Poder pasear por la planta de Oncología y conocerles ha sido para Teresa y para el resto de sus compañeros militares una de sus misiones más reconfortantes, a todos los niveles. Ella lleva desde 2012 siendo una de las voluntarias que van al hospital a acompañarles. Suelen hacer dos visitas al año, pero este 2020 han quedado suspendidas por culpa del coronavirus. “Lo echamos de menos”, reconoce emocionada. Allí, ante las miradas atónitas de los niños y con el sonido de las sirenas de los camiones como banda sonora, les muestran cómo es su trabajo: desde montar una tienda de campaña, hasta hacer nudos de rescate y utilizar los walkie talkies: “Son nuestros pequeños guerreros y nos enseñan que, pese a todo, siempre hay que tener una sonrisa. Esperamos veros pronto”.

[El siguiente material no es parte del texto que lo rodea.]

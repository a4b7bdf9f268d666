use crate::application::AuthService;
use crate::domain::DomainError;
use actix_web::{dev::ServiceRequest, web, Error, HttpMessage};
use actix_web_httpauth::extractors::bearer::{BearerAuth, Config};
use actix_web_httpauth::extractors::AuthenticationError;
use std::sync::Arc;

/// Validator for `HttpAuthentication::bearer`. On success the resolved
/// [`AuthenticatedUser`](crate::domain::user::AuthenticatedUser) is stored in
/// the request extensions for the handlers.
pub async fn bearer_auth_middleware(
    req: ServiceRequest,
    credentials: BearerAuth,
) -> Result<ServiceRequest, (Error, ServiceRequest)> {
    let auth_service = match req.app_data::<web::Data<Arc<AuthService>>>() {
        Some(service) => service.get_ref().clone(),
        None => {
            return Err((
                actix_web::error::ErrorInternalServerError("Auth service not configured"),
                req,
            ));
        }
    };

    match auth_service.authenticate(credentials.token()).await {
        Ok(user) => {
            req.extensions_mut().insert(user);
            Ok(req)
        }
        Err(DomainError::Unauthorized(reason)) => {
            tracing::debug!("Rejected bearer token for {}: {}", req.path(), reason);
            let config = req.app_data::<Config>().cloned().unwrap_or_default();
            Err((AuthenticationError::from(config).into(), req))
        }
        Err(e) => {
            tracing::error!("Authentication lookup failed: {}", e);
            Err((
                actix_web::error::ErrorInternalServerError("Internal server error"),
                req,
            ))
        }
    }
}
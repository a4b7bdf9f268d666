use crate::domain::user::AuthenticatedUser;
use crate::domain::DomainError;
use crate::infrastructure::storage::{validate_key, AssetStorage};
use serde::Serialize;
use std::sync::Arc;

#[derive(Debug, Serialize)]
pub struct MediaResponse {
    pub key: String,
    pub url: String,
}

pub struct MediaService {
    storage: Arc<dyn AssetStorage>,
}

impl MediaService {
    pub fn new(storage: Arc<dyn AssetStorage>) -> Self {
        Self { storage }
    }

    pub async fn upload(
        &self,
        who: &AuthenticatedUser,
        key: &str,
        bytes: Vec<u8>,
    ) -> Result<MediaResponse, DomainError> {
        validate_key(key)?;
        if bytes.is_empty() {
            return Err(DomainError::field("file", "The submitted file is empty."));
        }

        let size = bytes.len();
        let url = self.storage.store(key, bytes).await?;

        tracing::info!(
            "Asset stored: key={}, bytes={}, backend={}, by user_id={}",
            key,
            size,
            self.storage.backend_name(),
            who.user_id
        );
        Ok(MediaResponse {
            key: key.to_string(),
            url,
        })
    }

    pub fn url_for(&self, key: &str) -> Result<MediaResponse, DomainError> {
        Ok(MediaResponse {
            key: key.to_string(),
            url: self.storage.resolve(key)?,
        })
    }
}
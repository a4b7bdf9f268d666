use std::collections::BTreeMap;
use thiserror::Error;

/// Per-field messages as returned by the server for a 400 response.
pub type FieldErrors = BTreeMap<String, Vec<String>>;

#[derive(Debug, Error)]
pub enum BlogClientError {
    // HTTP ошибки
    #[error("HTTP request failed: {0}")]
    HttpError(#[from] reqwest::Error),

    // Бизнес-логика ошибки
    #[error("Validation failed: {}", describe_fields(.0))]
    Validation(FieldErrors),

    #[error("Resource not found")]
    NotFound,

    #[error("Unauthorized: {0}")]
    Unauthorized(String),

    #[error("Forbidden: {0}")]
    Forbidden(String),

    #[error("Invalid request: {0}")]
    InvalidRequest(String),

    #[error("Transport error: {0}")]
    TransportError(String),

    #[error("Serialization error: {0}")]
    SerializationError(String),
}

impl BlogClientError {
    pub fn is_not_found(&self) -> bool {
        matches!(self, BlogClientError::NotFound)
    }

    pub fn is_unauthorized(&self) -> bool {
        matches!(self, BlogClientError::Unauthorized(_))
    }

    /// Maps a non-success status and its body to an error.
    pub fn from_status(status: reqwest::StatusCode, body: &str) -> Self {
        match status.as_u16() {
            400 => match serde_json::from_str::<FieldErrors>(body) {
                Ok(fields) if !fields.is_empty() => BlogClientError::Validation(fields),
                _ => BlogClientError::InvalidRequest(error_message(body)),
            },
            401 => BlogClientError::Unauthorized(error_message(body)),
            403 => BlogClientError::Forbidden(error_message(body)),
            404 => BlogClientError::NotFound,
            _ => BlogClientError::TransportError(format!("HTTP {}: {}", status, body)),
        }
    }
}

/// Pulls `error` out of a `{"error": "..."}` body, falling back to the raw text.
fn error_message(body: &str) -> String {
    serde_json::from_str::<serde_json::Value>(body)
        .ok()
        .and_then(|v| v.get("error").and_then(|e| e.as_str()).map(str::to_string))
        .unwrap_or_else(|| body.to_string())
}

fn describe_fields(fields: &FieldErrors) -> String {
    fields
        .iter()
        .map(|(field, messages)| format!("{}: {}", field, messages.join(" ")))
        .collect::<Vec<_>>()
        .join("; ")
}

#[cfg(test)]
mod tests {
    use super::*;
    use reqwest::StatusCode;

    #[test]
    fn bad_request_with_field_map_becomes_validation() {
        let err = BlogClientError::from_status(
            StatusCode::BAD_REQUEST,
            r#"{"description": ["This field is required."]}"#,
        );
        match &err {
            BlogClientError::Validation(fields) => {
                assert_eq!(fields["description"], vec!["This field is required."]);
            }
            other => panic!("unexpected {:?}", other),
        }
        assert_eq!(
            err.to_string(),
            "Validation failed: description: This field is required."
        );
    }

    #[test]
    fn bad_request_with_error_body_is_invalid_request() {
        let err = BlogClientError::from_status(StatusCode::BAD_REQUEST, r#"{"error": "bad json"}"#);
        assert!(matches!(err, BlogClientError::InvalidRequest(ref m) if m == "bad json"));
    }

    #[test]
    fn status_mapping() {
        assert!(BlogClientError::from_status(StatusCode::UNAUTHORIZED, "").is_unauthorized());
        assert!(BlogClientError::from_status(StatusCode::NOT_FOUND, "{}").is_not_found());
        assert!(matches!(
            BlogClientError::from_status(StatusCode::FORBIDDEN, r#"{"error": "nope"}"#),
            BlogClientError::Forbidden(ref m) if m == "nope"
        ));
        assert!(matches!(
            BlogClientError::from_status(StatusCode::INTERNAL_SERVER_ERROR, "boom"),
            BlogClientError::TransportError(_)
        ));
    }
}
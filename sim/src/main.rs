//! Periodic-box simulation command-line interface
//!
//! Runs molecular dynamics or Metropolis Monte Carlo from a YAML configuration.

use color_eyre::eyre::Result;

mod app;
mod config;
mod io;

use app::SimApplication;

fn main() -> Result<()> {
    color_eyre::install()?;
    SimApplication::from_cli().run()
}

Se pone con cuidado el mono blanco, con una bandera de España tejida en la manga izquierda, y se ajusta una enorme máscara antigás de color negro, que solo deja a la vista sus ojos verdes claros. Esta es la operación que la cabo Teresa Cortés ha realizado escrupulosamente cada día durante los últimos ocho meses. “Hemos hecho turnos de hasta 19 horas”, reconoce. “Esto no es: vengo, trabajo, y me voy a mi casa. En la UME, estamos disponibles 365 días, 24 horas”. Por lo que pueda pasar. Como aquel domingo de marzo, en el que la llamaron a la base y le comunicaron que desde aquel momento su misión iba a ser la de desinfectar los puntos más críticos, aquellos que, bajo ningún concepto, podían parar su actividad durante el confinamiento.